When using the overlapping patch-wise analysis approach during the training, MIScnn supports two methods for patches in the prediction. Either the prediction process plainly creates distinct patches and treats the overlapping patches during the training as purely data augmentation, or overlapping patches are created for prediction. Due to the lack of prediction power at patch edges, computing a second prediction for edge pixels in patches, by using an overlap, is a commonly used approach. In the following merge of patches back to the original medical image shape, a merging strategy for the pixels is required, in the overlapping part of two patches and with multiple predictions.
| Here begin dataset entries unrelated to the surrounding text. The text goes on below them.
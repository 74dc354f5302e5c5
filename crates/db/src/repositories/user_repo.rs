//! Repository for the `users` table.

use promis_core::roles::ROLE_ADMIN;
use promis_core::types::DbId;
use sqlx::PgPool;

use crate::models::user::{CreateUser, UpdateUser, User};

/// Column list shared across queries to avoid repetition.
const COLUMNS: &str =
    "id, username, email, password_hash, role, institution_id, created_at, updated_at";

/// Provides CRUD operations for users.
pub struct UserRepo;

impl UserRepo {
    /// Insert a new user, returning the created row.
    ///
    /// Unique violations on `uq_users_username` / `uq_users_email` surface
    /// as `sqlx::Error::Database` and are classified as conflicts upstream.
    pub async fn create(pool: &PgPool, input: &CreateUser) -> Result<User, sqlx::Error> {
        let query = format!(
            "INSERT INTO users (username, email, password_hash, role, institution_id)
             VALUES ($1, $2, $3, $4, $5)
             RETURNING {COLUMNS}"
        );
        sqlx::query_as::<_, User>(&query)
            .bind(&input.username)
            .bind(&input.email)
            .bind(&input.password_hash)
            .bind(&input.role)
            .bind(&input.institution_id)
            .fetch_one(pool)
            .await
    }

    /// Find a user by internal ID.
    pub async fn find_by_id(pool: &PgPool, id: DbId) -> Result<Option<User>, sqlx::Error> {
        let query = format!("SELECT {COLUMNS} FROM users WHERE id = $1");
        sqlx::query_as::<_, User>(&query)
            .bind(id)
            .fetch_optional(pool)
            .await
    }

    /// Find a user by email. Used by login.
    pub async fn find_by_email(pool: &PgPool, email: &str) -> Result<Option<User>, sqlx::Error> {
        let query = format!("SELECT {COLUMNS} FROM users WHERE email = $1");
        sqlx::query_as::<_, User>(&query)
            .bind(email)
            .fetch_optional(pool)
            .await
    }

    /// Find a user by username.
    pub async fn find_by_username(
        pool: &PgPool,
        username: &str,
    ) -> Result<Option<User>, sqlx::Error> {
        let query = format!("SELECT {COLUMNS} FROM users WHERE username = $1");
        sqlx::query_as::<_, User>(&query)
            .bind(username)
            .fetch_optional(pool)
            .await
    }

    /// List all users, oldest first. Admin view.
    pub async fn list(pool: &PgPool) -> Result<Vec<User>, sqlx::Error> {
        let query = format!("SELECT {COLUMNS} FROM users ORDER BY created_at ASC");
        sqlx::query_as::<_, User>(&query).fetch_all(pool).await
    }

    /// Update a user. Only non-`None` fields in `input` are applied.
    ///
    /// Returns `None` if no row with the given `id` exists.
    pub async fn update(
        pool: &PgPool,
        id: DbId,
        input: &UpdateUser,
    ) -> Result<Option<User>, sqlx::Error> {
        let query = format!(
            "UPDATE users SET
                username = COALESCE($2, username),
                email = COALESCE($3, email),
                password_hash = COALESCE($4, password_hash),
                role = COALESCE($5, role),
                institution_id = COALESCE($6, institution_id),
                updated_at = NOW()
             WHERE id = $1
             RETURNING {COLUMNS}"
        );
        sqlx::query_as::<_, User>(&query)
            .bind(id)
            .bind(&input.username)
            .bind(&input.email)
            .bind(&input.password_hash)
            .bind(&input.role)
            .bind(&input.institution_id)
            .fetch_optional(pool)
            .await
    }

    /// Delete a user by ID. Returns `true` if a row was removed.
    ///
    /// The last-admin guard is enforced by the handler via [`count_admins`]
    /// before calling this.
    pub async fn delete(pool: &PgPool, id: DbId) -> Result<bool, sqlx::Error> {
        let result = sqlx::query("DELETE FROM users WHERE id = $1")
            .bind(id)
            .execute(pool)
            .await?;
        Ok(result.rows_affected() > 0)
    }

    /// Number of admin accounts. Used by the last-admin deletion guard.
    pub async fn count_admins(pool: &PgPool) -> Result<i64, sqlx::Error> {
        let (count,): (i64,) = sqlx::query_as("SELECT COUNT(*) FROM users WHERE role = $1")
            .bind(ROLE_ADMIN)
            .fetch_one(pool)
            .await?;
        Ok(count)
    }
}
By default, MIScnn calculates the mean between the predicted Sigmoid values for each class in every overlapping pixel.

The resulting image matrix with the segmentation prediction, which has the identical shape as the original medical image, is saved into a file structure according to the provided data I/O interface. By default, using the NIfTI data I/O interface, the predicted segmentation matrix is saved in NIfTI format without any additional metadata.

Evaluation

MIScnn supports multiple automatic evaluation techniques to investigate medical image segmentation performance: k-fold cross-validation, leave-one-out cross-validation, percentage-split validation, hold-out sets for testing (data set split into test and train set with a given percentage) and detailed validation in which it can be specified which images should be used for training and testing. Except for the detailed validation, all other evaluation techniques use random sampling to create training and testing data sets. During the evaluation, the predefined metrics and loss function for the model are automatically plotted in figures and saved in tab separated files for possible further analysis. Next to the performance metrics, the pixel value range and segmentation class frequency of medical images can be analyzed in the MIScnn evaluation. Also, the resulting prediction can be compared directly next to the ground truth by creation image visualizations with segmentation overlays. For 3D images, like MRIs, the slices with the segmentation overlays are automatically visualized in the Graphics Interchange Format (GIF).

Results

Here, we analyze and evaluate data from the Kidney Tumor Segmentation Challenge 2019 using MIScnn. The main idea for this experiment is to demonstrate the ‘out-of-the-box’ performance of MIScnn without thorough and time-consuming optimization on the data set or on the medical abnormality. All results were obtained using the scripts shown in the Appendix.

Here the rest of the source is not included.